Volume 578, November 2021, Pages 281-296
Information Sciences

Cross-domain sentiment classification via parameter transferring and attention sharing mechanism

https://doi.org/10.1016/j.ins.2021.07.001Get rights and content

Highlights

  • Parameter transferring and attention sharing mechanism are proposed to effectively transfer sentiment knowledge through model transfer methods and effectively avoid overfitting.

  • Model transfer is presented toto transfer the network parameters from source domain network to target domain network.

  • Attention sharing mechanism is designed to share the attentional weights of different feature spaces in different domains.

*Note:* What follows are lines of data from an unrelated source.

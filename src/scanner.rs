//! Change detection across the axis table
//!
//! Each scan walks the axes in index order and stops at the first one whose
//! value differs from what the host was last told. Later changes are left
//! for the next scan, so one scan reports at most one axis.

use crate::combiner::combine;
use crate::config::{AxisBinding, AxisDefinition, AxisTable};
use crate::reader::KeyReader;
use crate::state::DeviceState;
use keyaxis_device::AnalogDevice;
use tracing::trace;

/// Current value of one axis. Disabled axes are not read.
pub fn axis_value<D: AnalogDevice + ?Sized>(
    axis: &AxisDefinition,
    reader: &mut KeyReader<'_, D>,
) -> f32 {
    match axis.binding {
        AxisBinding::Disabled => 0.0,
        AxisBinding::Single(key) => combine(axis.kind(), reader.read(key), 0.0),
        AxisBinding::Dual { negative, positive } => {
            let negative = reader.read(negative);
            let positive = reader.read(positive);
            combine(axis.kind(), negative, positive)
        }
    }
}

/// Find the lowest-index axis whose value changed and record it
///
/// # Returns
/// The changed index, or `None` when every axis matches `state`
#[allow(clippy::float_cmp)]
pub fn next_change<D: AnalogDevice + ?Sized>(
    table: &AxisTable,
    state: &mut DeviceState,
    reader: &mut KeyReader<'_, D>,
) -> Option<usize> {
    for (index, axis) in table.iter().enumerate() {
        let value = axis_value(axis, reader);
        if value != state.last_value(index) {
            trace!("axis {} changed to {}", index, value);
            state.record(index, value);
            return Some(index);
        }
    }
    None
}
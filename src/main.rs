//! Fraunhofer diffraction command-line interface.
//!
//! ```sh
//! fraunhofer                                  # default circle -> diffraction.png
//! fraunhofer run job.toml
//! fraunhofer run --shape double-slit -n 512 --profiles cuts.csv --aperture-profile slit.csv
//! fraunhofer validate job.toml
//! fraunhofer shapes
//! ```

use anyhow::Context;
use clap::{Parser, Subcommand};
use fraunhofer::config::{self, JobConfig};
use fraunhofer::grid::LengthUnit;
use fraunhofer::mask::ShapeKind;
use fraunhofer::{render, simulate};
use std::path::PathBuf;

#[derive(Parser)]
#[command(name = "fraunhofer")]
#[command(about = "Far-field diffraction patterns of 2D apertures")]
#[command(version)]
struct Cli {
    #[command(subcommand)]
    command: Option<Commands>,
}

#[derive(Subcommand)]
enum Commands {
    /// Compute a pattern and write the figure.
    Run {
        /// Path to a TOML job file. Defaults are used when omitted.
        config: Option<PathBuf>,
        /// Aperture type with its default dimensions (overrides the job file).
        #[arg(long)]
        shape: Option<String>,
        /// Grid resolution N.
        #[arg(short = 'n', long)]
        resolution: Option<usize>,
        /// Aperture rotation in degrees.
        #[arg(long)]
        rotation: Option<f64>,
        /// Image path.
        #[arg(short, long)]
        output: Option<PathBuf>,
        /// CSV path for the centre cuts.
        #[arg(long)]
        profiles: Option<PathBuf>,
        /// CSV path for the aperture's centre row and its 1D spectrum.
        #[arg(long)]
        aperture_profile: Option<PathBuf>,
        /// Plot |F|² rather than ln(1 + |F|²).
        #[arg(long)]
        linear: bool,
        /// Scale the pattern to a peak of 1.
        #[arg(long)]
        normalise: bool,
    },
    /// Validate a job file without running it.
    Validate {
        /// Path to the job configuration file.
        config: PathBuf,
    },
    /// List the available aperture types.
    Shapes,
}

struct Overrides {
    shape: Option<String>,
    resolution: Option<usize>,
    rotation: Option<f64>,
    output: Option<PathBuf>,
    profiles: Option<PathBuf>,
    aperture_profile: Option<PathBuf>,
    linear: bool,
    normalise: bool,
}

fn apply_overrides(job: &mut JobConfig, o: Overrides) -> anyhow::Result<()> {
    if let Some(shape) = o.shape {
        let kind: ShapeKind = shape.parse()?;
        job.aperture.shape = kind.default_spec();
    }
    if let Some(n) = o.resolution {
        job.grid.resolution = n;
    }
    if let Some(rotation) = o.rotation {
        job.aperture.rotation = rotation;
    }
    if let Some(output) = o.output {
        job.output.image = output;
    }
    if o.profiles.is_some() {
        job.output.profiles = o.profiles;
    }
    if o.aperture_profile.is_some() {
        job.output.aperture_profile = o.aperture_profile;
    }
    if o.linear {
        job.display.log_scale = false;
    }
    if o.normalise {
        job.display.normalise = true;
    }
    Ok(())
}

fn run(job: &JobConfig) -> anyhow::Result<()> {
    let params = job.to_params().context("invalid simulation parameters")?;
    println!(
        "Aperture: {} (rotation {}°), grid {}x{}",
        params.aperture.kind(),
        params.rotation_deg,
        params.grid.resolution,
        params.grid.resolution
    );

    let sim = simulate(&params).context("simulation failed")?;
    println!(
        "Transmission: {} px, peak intensity: {:.4e}",
        sim.mask.transmission(),
        sim.pattern.peak()
    );
    if params.grid.unit == LengthUnit::Micrometre {
        println!("Open area: {:.1} um^2", sim.mask.open_area());
    }

    render::save_panels(
        &job.output.image,
        &sim.mask,
        &sim.pattern,
        job.display.colormap,
        sim.wavelength_nm,
    )
    .with_context(|| format!("writing {}", job.output.image.display()))?;
    println!("Image: {}", job.output.image.display());

    if let Some(path) = &job.output.profiles {
        render::write_profiles_csv(path, &sim.horizontal, &sim.vertical)
            .with_context(|| format!("writing {}", path.display()))?;
        println!("Profiles: {}", path.display());
    }
    if let Some(path) = &job.output.aperture_profile {
        render::write_aperture_csv(path, &sim.aperture_profile, &sim.aperture_spectrum)
            .with_context(|| format!("writing {}", path.display()))?;
        println!("Aperture profile: {}", path.display());
    }
    Ok(())
}

fn main() -> anyhow::Result<()> {
    env_logger::init();
    let cli = Cli::parse();

    match cli.command {
        None => run(&JobConfig::default()),
        Some(Commands::Run {
            config,
            shape,
            resolution,
            rotation,
            output,
            profiles,
            aperture_profile,
            linear,
            normalise,
        }) => {
            let mut job = match &config {
                Some(path) => config::load_config(path)
                    .with_context(|| format!("loading {}", path.display()))?,
                None => JobConfig::default(),
            };
            apply_overrides(
                &mut job,
                Overrides {
                    shape,
                    resolution,
                    rotation,
                    output,
                    profiles,
                    aperture_profile,
                    linear,
                    normalise,
                },
            )?;
            run(&job)
        }
        Some(Commands::Validate { config }) => {
            let job = config::load_config(&config)
                .with_context(|| format!("loading {}", config.display()))?;
            job.to_params()?;
            println!("Configuration is valid: {}", config.display());
            Ok(())
        }
        Some(Commands::Shapes) => {
            println!("Available apertures:");
            println!();
            for kind in ShapeKind::ALL.iter() {
                println!("  {:<14} {:?}", kind.name(), kind.default_spec());
            }
            Ok(())
        }
    }
}
use ndarray::parallel::prelude::{IntoParallelIterator, ParallelIterator};
use ndarray::{Array1, Array2, ArrayViewMut1, ArrayViewMut2, Axis, Zip};
use rustfft::num_complex::Complex;
use rustfft::num_traits::Zero;
use rustfft::{Fft, FftDirection, FftPlanner};
use std::sync::Arc;

/// Unnormalised forward 2D DFT, the same convention as numpy's `fft2`.
///
/// Any shape is accepted; rustfft picks mixed radix or Bluestein plans for awkward lengths.
pub fn fft2(mut input: Array2<Complex<f64>>) -> Array2<Complex<f64>> {
    let mut planner = FftPlanner::new();
    let fft_row = planner.plan_fft(input.shape()[1], FftDirection::Forward);
    let fft_col = planner.plan_fft(input.shape()[0], FftDirection::Forward);

    fft_lanes(input.view_mut(), Axis(1), &fft_row);
    fft_lanes(input.view_mut(), Axis(0), &fft_col);
    input
}

/// Unnormalised forward 1D DFT.
pub fn fft(input: &[Complex<f64>]) -> Array1<Complex<f64>> {
    let mut buffer = input.to_vec();
    if !buffer.is_empty() {
        let mut planner = FftPlanner::new();
        planner
            .plan_fft(buffer.len(), FftDirection::Forward)
            .process(&mut buffer);
    }
    Array1::from(buffer)
}

// Transforms every lane along `axis`. Lanes are copied through a buffer so strided columns
// and rows take the same path.
fn fft_lanes(mut input: ArrayViewMut2<Complex<f64>>, axis: Axis, fft: &Arc<dyn Fft<f64>>) {
    let len = input.len_of(axis);
    Zip::from(input.lanes_mut(axis)).into_par_iter().for_each_init(
        || {
            (
                vec![Zero::zero(); len],
                vec![Zero::zero(); fft.get_inplace_scratch_len()],
            )
        },
        |(buffer, scratch), mut lane| {
            debug_assert_eq!(lane.0.len(), buffer.len());
            for (b, &e) in buffer.iter_mut().zip(lane.0.iter()) {
                *b = e;
            }
            fft.process_with_scratch(buffer, scratch);
            for (e, &b) in lane.0.iter_mut().zip(buffer.iter()) {
                *e = b;
            }
        },
    );
}

/// Moves the origin (0, 0) to the "center" of the array (H/2, W/2)
///
/// Swaps the quadrants diagonally. Matches numpy's `fftshift` for both even and odd shapes.
pub fn fft2_shift_inplace<T: Copy + Send + Sync>(mut input: ArrayViewMut2<T>) {
    Zip::from(input.lanes_mut(Axis(1))).par_for_each(|row| {
        fft_shift_inplace(row);
    });

    Zip::from(input.lanes_mut(Axis(0))).par_for_each(|col| {
        fft_shift_inplace(col);
    });
}

/// Moves the origin (0) to the "center" of the array (N/2)
///
/// For even array lengths, which have no center value, this moves the value to the next value after the center
pub fn fft_shift_inplace<T: Copy>(mut input: ArrayViewMut1<T>) {
    if input.len() % 2 == 0 {
        return fft_shift_even(input);
    }

    let half = input.len() / 2;

    let mut i = input.len();
    let mut j = half;
    let mut temp = input[half];
    for _ in 0..half {
        i -= 1;
        j -= 1;
        std::mem::swap(&mut temp, &mut input[i]);

        std::mem::swap(&mut temp, &mut input[j]);
    }
    input[half] = temp;
}

fn fft_shift_even<T: Copy>(mut input: ArrayViewMut1<T>) {
    let half = input.len() / 2;
    for i in 0..half {
        input.swap(i, i + half);
    }
}
/// Factors other than 2 and 3 allowed at most once in a grid length.
const SEEDS: [usize; 4] = [1, 5, 7, 11];

/// Returns the smallest length not below `lower_limit` of the form `seed * 2^a * 3^b`,
/// with `seed` one of 1, 5, 7 or 11.
///
/// Used to round a requested grid resolution up to a size rustfft handles quickly.
pub fn fastish_fft_len(lower_limit: usize) -> usize {
    let limit = lower_limit.max(1);
    let mut best = limit.next_power_of_two();
    for &seed in SEEDS.iter() {
        // walk the powers of two, topping each up with threes
        let mut base = seed;
        loop {
            let mut len = base;
            while len < limit {
                len *= 3;
            }
            best = best.min(len);
            if base >= limit {
                break;
            }
            base *= 2;
        }
    }
    best
}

  • The prediction results show the validity and advantages of sentiment transfer strategy.

Abstract

Training data in a specific domain are often insufficient in the area of text sentiment classifications. Cross-domain sentiment classification (CDSC) is usually utilized to extend the application scope of transfer learning in text-based social media and effectively solve the problem of insufficient data marking in specific domains. Hence, this paper aims to propose a CDSC method via parameter transferring and attention sharing mechanism (PTASM), and the presented architecture includes the source domain network (SDN) and the target domain network (TDN). First, hierarchical attentional network with pre-training language model on training data, such as global vectors for word representation and bidirectional encoder representations from transformers (BERT), are constructed. The word and sentence levels of parameter transferring mechanisms are introduced in the model transfer. Then, parameter transfer and fine-tuning techniques are adopted to transfer network parameters from SDN to TDN. Moreover, sentiment attention can serve as a bridge for sentiment transfer across different domains. Finally, word and sentence level attention mechanisms are introduced, and sentiment attention is shared from the two levels across domains. Extensive experiments show that the PTASM-BERT method achieves state-of-the-art results on Amazon review cross-domain datasets.

Introduction

Classic text sentiment classification methods premise that domains between training and testing are independent and identically distributed. However, different domains have distribution differences under realistic conditions [1], [2]. The cross-domain sentiment classification (CDSC) task adopts source domain resources to achieve sentiment classification tasks in target domains [3], [4]. The utilization of CDSC not only extends the application scope of transfer learning in text-based social media but also promotes the classification effect of low-resource text sentiment classification tasks to solve the problem of insufficient marking samples in specific domains. In addition, CDSC is conducive to promoting the rapid development of industrial applications related to text-based sentiment analysis [5].

Deep learning methods have achieved exceptional results on text sentiment classification tasks in the past years but require abundant labeled training data. However, annotating domain-specific data is an extremely labor-intensive task [6]. The distribution of sentiment varies across different domains. Users tend to express the sentiment with diverse words in different domains [7], [8]. Thus, the expression of sentiment is domain-dependent. Generalizing classifiers trained in different domains is difficult; thus, specific sentiment transfer strategies must be introduced. Sentiment transfer across different domains aims to seek domain invariance as a bridge to achieve cross-domain transfer.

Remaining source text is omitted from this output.